“The Man Who Warned America” By Murray Weiss
By Sabina Clarke
In this riveting biography of former FBI agent John O’Neill, the nation’s top counterterrorism cop in both Washington, D.C. and later New York City, author Murray Weiss offers an accurate and factual account of O’Neill’s spectacular career and his complex clandestine personal life.
O’Neill was a charismatic, larger than life figure who didn’t fit the mold of the traditional FBI agent. He was cut from a different cloth, dressing in Burberry suits and Bruno Magli shoes; entertaining foreign dignitaries lavishly, often at his own expense.
O’Neill was a bon vivant who mingled with the clubby crowd at Elaine’s, one of the trendy New York night spots he frequented yet he was also a tireless investigator who worked through the night.
Surprisingly, not too many Americans know who John O’Neill is or even what his connection is to events leading up to 9/11. It was John O’Neill who led the investigations of the bombings of the World Trade Center in 1993, a US base in Saudi Arabia in 1996, the U.S. embassies in Nairobi and Dar-Es-Salaam in 1998 and the U.S.S. Cole naval ship in 2000. Yet, this unsung American hero was thwarted at every step of the way by both the Clinton and later the Bush administrations.
Dating back to 1995, O’Neill had warned his supervisors at the Bureau that Osama Bin Laden was the greatest threat to our national security; impressing upon them that Bin Laden and other Islamic fundamentalist radicals had the capacity to strike on American soil. But it appears the government wasn’t listening or had a very different agenda. Also, there was that special relationship the Bush dynasty had with the Bin Ladens going back to the presidency of George Herbert Walker Bush.
O’Neill complained bitterly that the U.S. State Department and the oil lobby who made up former President George W. Bush’s entourage, blocked attempts to prove Bin Laden’s guilt.
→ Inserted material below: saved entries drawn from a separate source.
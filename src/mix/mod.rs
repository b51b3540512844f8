//! Mixer — per-track strips (gain, EQ, chorus, constant-power pan, reverb
//! send), the shared reverb bus, and the master chain (headroom trim,
//! saturation, compressor, true-peak limiter).
//!
//! Consumes owned per-instrument mono buffers and produces one interleaved
//! stereo master of the same frame count.

pub mod chorus;
pub mod eq;
pub mod master;
pub mod reverb;

pub use chorus::Chorus;
pub use eq::Biquad;
pub use master::{compress, db_to_lin, limit, lin_to_db, saturate};
pub use reverb::Reverb;

use std::collections::BTreeMap;

use log::warn;

use crate::error::Result;
use crate::song::MixConfig;
use crate::stem::Instrument;

/// Mix per-instrument buffers down to an interleaved stereo master.
pub fn mix(
    tracks: BTreeMap<Instrument, Vec<f32>>,
    sample_rate: u32,
    config: &MixConfig,
) -> Result<Vec<f32>> {
    config.validate()?;
    let frames = tracks.values().map(Vec::len).max().unwrap_or(0);
    if frames == 0 {
        return Ok(Vec::new());
    }

    let mut bus = vec![0.0f32; frames * 2];
    let mut reverb_in = vec![0.0f32; frames];
    let mut pre_sum_peak = 0.0f32;

    for (instrument, mut buffer) in tracks {
        let strip = config.track_for(instrument);

        let gain = db_to_lin(strip.gain_db);
        for s in buffer.iter_mut() {
            *s *= gain;
        }
        if let Some(eq_config) = &strip.eq {
            Biquad::from_config(sample_rate, eq_config).process_buffer(&mut buffer);
        }
        if let Some(chorus_config) = &strip.chorus {
            Chorus::new(sample_rate, chorus_config).process_buffer(&mut buffer);
        }

        pre_sum_peak += buffer.iter().fold(0.0f32, |m, s| m.max(s.abs()));

        // Constant-power pan: equal loudness across the stereo field.
        let angle = (strip.pan + 1.0) * std::f32::consts::FRAC_PI_4;
        let (left, right) = (angle.cos(), angle.sin());
        for (i, s) in buffer.iter().enumerate() {
            bus[i * 2] += s * left;
            bus[i * 2 + 1] += s * right;
            reverb_in[i] += s * strip.reverb_send;
        }
    }

    if config.reverb.wet > 0.0 && reverb_in.iter().any(|&s| s != 0.0) {
        let mut reverb = Reverb::new(sample_rate, &config.reverb);
        let wet = reverb.process_buffer(&reverb_in);
        for (i, w) in wet.iter().enumerate() {
            bus[i * 2] += w * config.reverb.wet;
            bus[i * 2 + 1] += w * config.reverb.wet;
        }
    }

    // Headroom trim from the pre-sum peak estimate: the sum of track peaks
    // bounds the bus peak from above.
    if let Some(headroom_db) = config.master.headroom_db {
        let target = db_to_lin(-headroom_db);
        if pre_sum_peak > target {
            let trim = target / pre_sum_peak;
            for s in bus.iter_mut() {
                *s *= trim;
            }
        }
    }

    if let Some(saturation) = &config.master.saturation {
        saturate(&mut bus, saturation);
    }
    if let Some(compressor) = &config.master.compressor {
        compress(&mut bus, sample_rate, compressor);
    }
    limit(&mut bus, &config.master.limiter);

    if bus.iter().any(|s| !s.is_finite()) {
        warn!("master bus went non-finite; substituting silence");
        bus = vec![0.0; frames * 2];
    }
    Ok(bus)
}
He met on several occasions with French journalists Jean-Charles Brisard and Guillaume Dasquie, the authors of the explosive book Hidden Truth (released in 2001 and virtually ignored by the U.S. media) and confided to them that the main obstacles to investigating Islamic terrorism were U.S. corporate oil interests.
And, precisely because of his activism and relentless search for the truth, it can be surmised that O’Neill became the government’s chief target; he was quickly becoming the man who knew too much.
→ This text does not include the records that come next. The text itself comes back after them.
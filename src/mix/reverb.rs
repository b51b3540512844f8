//! Shared plate reverb bus — parallel damped comb filters into series
//! all-pass diffusers, with optional input predelay.

use crate::song::config::ReverbConfig;

/// Comb delay lengths in samples at the 44.1 kHz reference rate. Chosen
/// co-prime-ish so resonances do not stack.
const COMB_TUNINGS: [usize; 4] = [1116, 1188, 1277, 1356];
const ALLPASS_TUNINGS: [usize; 2] = [556, 441];
const ALLPASS_GAIN: f32 = 0.5;

struct Comb {
    buffer: Vec<f32>,
    pos: usize,
    feedback: f32,
    damping: f32,
    filter_state: f32,
}

impl Comb {
    fn new(len: usize, feedback: f32, damping: f32) -> Self {
        Self {
            buffer: vec![0.0; len.max(1)],
            pos: 0,
            feedback,
            damping,
            filter_state: 0.0,
        }
    }

    fn process(&mut self, input: f32) -> f32 {
        let out = self.buffer[self.pos];
        // One-pole damping inside the feedback path.
        self.filter_state = out * (1.0 - self.damping) + self.filter_state * self.damping;
        self.buffer[self.pos] = input + self.filter_state * self.feedback;
        self.pos = (self.pos + 1) % self.buffer.len();
        out
    }
}

struct AllPass {
    buffer: Vec<f32>,
    pos: usize,
}

impl AllPass {
    fn new(len: usize) -> Self {
        Self {
            buffer: vec![0.0; len.max(1)],
            pos: 0,
        }
    }

    fn process(&mut self, input: f32) -> f32 {
        let delayed = self.buffer[self.pos];
        let out = delayed - input;
        self.buffer[self.pos] = input + delayed * ALLPASS_GAIN;
        self.pos = (self.pos + 1) % self.buffer.len();
        out
    }
}

/// The reverb bus: feed it the summed sends, read back the wet signal.
pub struct Reverb {
    predelay: Vec<f32>,
    predelay_pos: usize,
    combs: Vec<Comb>,
    allpasses: Vec<AllPass>,
}

impl Reverb {
    pub fn new(sample_rate: u32, config: &ReverbConfig) -> Self {
        let scale = sample_rate as f64 / 44100.0;
        // Map room size onto comb feedback, capped below self-oscillation.
        let feedback = (0.7 + 0.28 * config.room_size).min(0.98);

        let combs = COMB_TUNINGS
            .iter()
            .map(|&len| {
                Comb::new(
                    (len as f64 * scale).round() as usize,
                    feedback,
                    config.damping,
                )
            })
            .collect();
        let allpasses = ALLPASS_TUNINGS
            .iter()
            .map(|&len| AllPass::new((len as f64 * scale).round() as usize))
            .collect();

        let predelay_len = (config.predelay_ms as f64 / 1000.0 * sample_rate as f64) as usize;
        Self {
            predelay: vec![0.0; predelay_len.max(1)],
            predelay_pos: 0,
            combs,
            allpasses,
        }
    }

    /// One wet output sample for one input sample. The caller applies the
    /// wet return level.
    pub fn process(&mut self, input: f32) -> f32 {
        let delayed = self.predelay[self.predelay_pos];
        self.predelay[self.predelay_pos] = input;
        self.predelay_pos = (self.predelay_pos + 1) % self.predelay.len();

        let mut acc = 0.0f32;
        for comb in self.combs.iter_mut() {
            acc += comb.process(delayed);
        }
        acc /= self.combs.len() as f32;

        for allpass in self.allpasses.iter_mut() {
            acc = allpass.process(acc);
        }
        acc
    }

    /// Render a whole send buffer to a wet buffer of the same length.
    pub fn process_buffer(&mut self, input: &[f32]) -> Vec<f32> {
        input.iter().map(|&s| self.process(s)).collect()
    }
}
In June 1998, when he let a girlfriend use a bathroom in a secret FBI garage after his car broke down, he was suspended by the Department for 15 days and passed over for a promotion to deputy director of the national security division at FBI headquarters because of what the Bureau referred to as the “car incident”. Then in May 2000, he was once again passed over to head the FBI’s New York Office—a job he both coveted and deserved.
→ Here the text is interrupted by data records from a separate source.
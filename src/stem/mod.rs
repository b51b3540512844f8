//! Note-event data model — the unit of musical information in Cadenza.
//!
//! Generation works in two time domains: beat-relative [`Event`]s produced by
//! the pattern synthesizer per (section, instrument), and absolute-time
//! [`Note`]s ("stems") produced by the stem builder and consumed by the
//! arranger, dynamics, and renderer. Each pipeline stage takes owned stems
//! and returns owned stems; nothing is shared mutably across stages.

pub mod build;

pub use build::build_stems_for_song;

use std::collections::BTreeMap;

use serde::{Deserialize, Serialize};

/// The four built-in instrument roles.
///
/// `Ord` follows declaration order so stem maps iterate deterministically.
#[derive(
    Debug, Clone, Copy, PartialEq, Eq, PartialOrd, Ord, Hash, Serialize, Deserialize,
)]
#[serde(rename_all = "lowercase")]
pub enum Instrument {
    Drums,
    Bass,
    Keys,
    Pads,
}

impl Instrument {
    /// All instruments in deterministic order.
    pub const ALL: [Instrument; 4] = [
        Instrument::Drums,
        Instrument::Bass,
        Instrument::Keys,
        Instrument::Pads,
    ];

    /// Fixed MIDI channel per role. Drums use the GM percussion channel.
    pub fn channel(self) -> u8 {
        match self {
            Instrument::Drums => 9,
            Instrument::Bass => 0,
            Instrument::Keys => 1,
            Instrument::Pads => 2,
        }
    }

    /// Lowercase name used in configs, RNG stream labels, and errors.
    pub fn name(self) -> &'static str {
        match self {
            Instrument::Drums => "drums",
            Instrument::Bass => "bass",
            Instrument::Keys => "keys",
            Instrument::Pads => "pads",
        }
    }

    /// Reverse of [`Instrument::channel`].
    pub fn from_channel(channel: u8) -> Option<Self> {
        match channel {
            9 => Some(Instrument::Drums),
            0 => Some(Instrument::Bass),
            1 => Some(Instrument::Keys),
            2 => Some(Instrument::Pads),
            _ => None,
        }
    }
}

impl std::fmt::Display for Instrument {
    fn fmt(&self, f: &mut std::fmt::Formatter<'_>) -> std::fmt::Result {
        f.write_str(self.name())
    }
}

/// A generation-time event, beat-relative to its section start.
#[derive(Debug, Clone, PartialEq)]
pub struct Event {
    /// Onset in beats from the start of the owning section.
    pub start: f64,
    /// Duration in beats.
    pub dur: f64,
    /// MIDI pitch 0–127.
    pub pitch: u8,
    /// MIDI velocity 1–127.
    pub velocity: u8,
    /// MIDI channel.
    pub channel: u8,
}

/// An absolute-time note in seconds.
#[derive(Debug, Clone, PartialEq)]
pub struct Note {
    /// Onset in seconds from the start of the song.
    pub start: f64,
    /// Duration in seconds.
    pub dur: f64,
    /// MIDI pitch 0–127.
    pub pitch: u8,
    /// MIDI velocity 1–127.
    pub vel: u8,
    /// MIDI channel.
    pub channel: u8,
}

impl Note {
    /// End time in seconds.
    pub fn end(&self) -> f64 {
        self.start + self.dur
    }
}

/// Per-instrument note lists, keyed deterministically.
pub type Stems = BTreeMap<Instrument, Vec<Note>>;

/// Sort a note list by start time (then pitch for stability).
pub fn sort_notes(notes: &mut [Note]) {
    notes.sort_by(|a, b| {
        a.start
            .partial_cmp(&b.start)
            .unwrap_or(std::cmp::Ordering::Equal)
            .then(a.pitch.cmp(&b.pitch))
    });
}

/// Shift a pitch by octaves until it lies within `[low, high]`, clamping as
/// a last resort when the range spans less than an octave.
pub fn fold_into_register(pitch: u8, low: u8, high: u8) -> u8 {
    let mut p = pitch as i32;
    let (lo, hi) = (low as i32, high as i32);
    while p < lo && p + 12 <= 127 {
        p += 12;
        if p > hi {
            break;
        }
    }
    while p > hi && p - 12 >= 0 {
        p -= 12;
        if p < lo {
            break;
        }
    }
    p.clamp(lo, hi) as u8
}

/// Drop notes whose onsets land within `tolerance` seconds of an earlier
/// note of the same pitch. Input must be sorted by start time.
pub fn dedupe_collisions(notes: Vec<Note>, tolerance: f64) -> Vec<Note> {
    let mut out: Vec<Note> = Vec::with_capacity(notes.len());
    for note in notes {
        let dup = out
            .iter()
            .rev()
            .take_while(|p| note.start - p.start <= tolerance)
            .any(|p| p.pitch == note.pitch);
        if !dup {
            out.push(note);
        }
    }
    out
}

#[cfg(test)]
mod tests {
    use super::*;

    #[test]
    fn instrument_order_is_declaration_order() {
        let mut v = vec![Instrument::Pads, Instrument::Drums, Instrument::Keys];
        v.sort();
        assert_eq!(
            v,
            vec![Instrument::Drums, Instrument::Keys, Instrument::Pads]
        );
    }

    #[test]
    fn channel_round_trip() {
        for inst in Instrument::ALL {
            assert_eq!(Instrument::from_channel(inst.channel()), Some(inst));
        }
        assert_eq!(Instrument::from_channel(5), None);
    }

    #[test]
    fn instrument_serde_lowercase() {
        let json = serde_json::to_string(&Instrument::Bass).unwrap();
        assert_eq!(json, "\"bass\"");
        let back: Instrument = serde_json::from_str("\"pads\"").unwrap();
        assert_eq!(back, Instrument::Pads);
    }

    #[test]
    fn fold_shifts_up_into_range() {
        assert_eq!(fold_into_register(30, 40, 60), 42);
    }

    #[test]
    fn fold_shifts_down_into_range() {
        assert_eq!(fold_into_register(75, 40, 60), 51);
    }

    #[test]
    fn fold_leaves_in_range_alone() {
        assert_eq!(fold_into_register(50, 40, 60), 50);
    }

    #[test]
    fn fold_clamps_when_no_octave_fits() {
        // Range narrower than an octave and pitch class outside it.
        let p = fold_into_register(47, 48, 52);
        assert!((48..=52).contains(&p));
    }

    #[test]
    fn sort_orders_by_start_then_pitch() {
        let mut notes = vec![
            Note { start: 1.0, dur: 0.5, pitch: 64, vel: 80, channel: 1 },
            Note { start: 0.0, dur: 0.5, pitch: 60, vel: 80, channel: 1 },
            Note { start: 1.0, dur: 0.5, pitch: 60, vel: 80, channel: 1 },
        ];
        sort_notes(&mut notes);
        assert_eq!(notes[0].start, 0.0);
        assert_eq!(notes[1].pitch, 60);
        assert_eq!(notes[2].pitch, 64);
    }

    #[test]
    fn dedupe_drops_overlapping_same_pitch() {
        let notes = vec![
            Note { start: 0.0, dur: 0.5, pitch: 60, vel: 80, channel: 1 },
            Note { start: 0.01, dur: 0.5, pitch: 60, vel: 70, channel: 1 },
            Note { start: 0.01, dur: 0.5, pitch: 64, vel: 70, channel: 1 },
        ];
        let out = dedupe_collisions(notes, 0.02);
        assert_eq!(out.len(), 2);
        assert_eq!(out[0].pitch, 60);
        assert_eq!(out[1].pitch, 64);
    }

    #[test]
    fn dedupe_keeps_separated_same_pitch() {
        let notes = vec![
            Note { start: 0.0, dur: 0.1, pitch: 60, vel: 80, channel: 1 },
            Note { start: 1.0, dur: 0.1, pitch: 60, vel: 80, channel: 1 },
        ];
        assert_eq!(dedupe_collisions(notes, 0.02).len(), 2);
    }
}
Another minor infraction by O’Neill in July 2000 prompted an FBI internal probe when his briefcase containing classified information was missing at an FBI retirement seminar in Florida. Although, it was quickly recovered with no documents missing, this breach like the first one was exploited and exaggerated by the Department—putting another blemish on O’Neill’s otherwise stellar career.
Yet despite these so called “breaches,” soon after the bombing of the U.S.S. Cole on October 12, 2000, O’Neill was sent to Yemen to head the U.S. investigation team and almost immediately was confronted by Barbara Bodine, the U.S. ambassador to Yemen who later refused to allow him to return to Yemen—making him the first FBI official ever denied ‘country clearance’ by a State Department official. The FBI brass, it could be conjectured, may have been under orders from above since they did not back O’Neill up— a somewhat unusual stand.
By then, O’Neill was becoming increasingly disenchanted with the obstacles he faced daily investigating global terrorism. For the first time, he contemplated retiring from the job he loved. He went public with charges of being stymied by the Bush administration and retired from the FBI on August 22nd, 2001 just three days before the New York Times published a story stating the FBI was investigating John O’Neill’s “briefcase incident.” A press release was most likely sent out by the Bureau to further embarrass and discredit him. On the last day of his 31 year career with the FBI, John O’Neill signed the order for the FBI to return to Yemen to continue the investigation of the bombing of the USS Cole.
His first day as Director of Security at the World Trade Center was September 11, 2001 –the day the Twin Towers fell.
Reviewer’s Note: The circumstances surrounding O’Neill’s death on September 11th, 2001 are suspicious. The official version is that he that he survived the impact of the first plane but was killed on his way to Building # 2 when it was struck by a plane or brought down by explosives — the latter being the more likely scenario given the new information now available. Then, reportedly, he made a phone call to FBI headquarters and the last person to see him alive that day was an FBI agent named Wesley Wong.
Consider how convenient it would be for the government’s chief critic and chief defender to die in 9/11. If he had lived, John O’Neill would have gotten to the bottom of it all. That you can count on.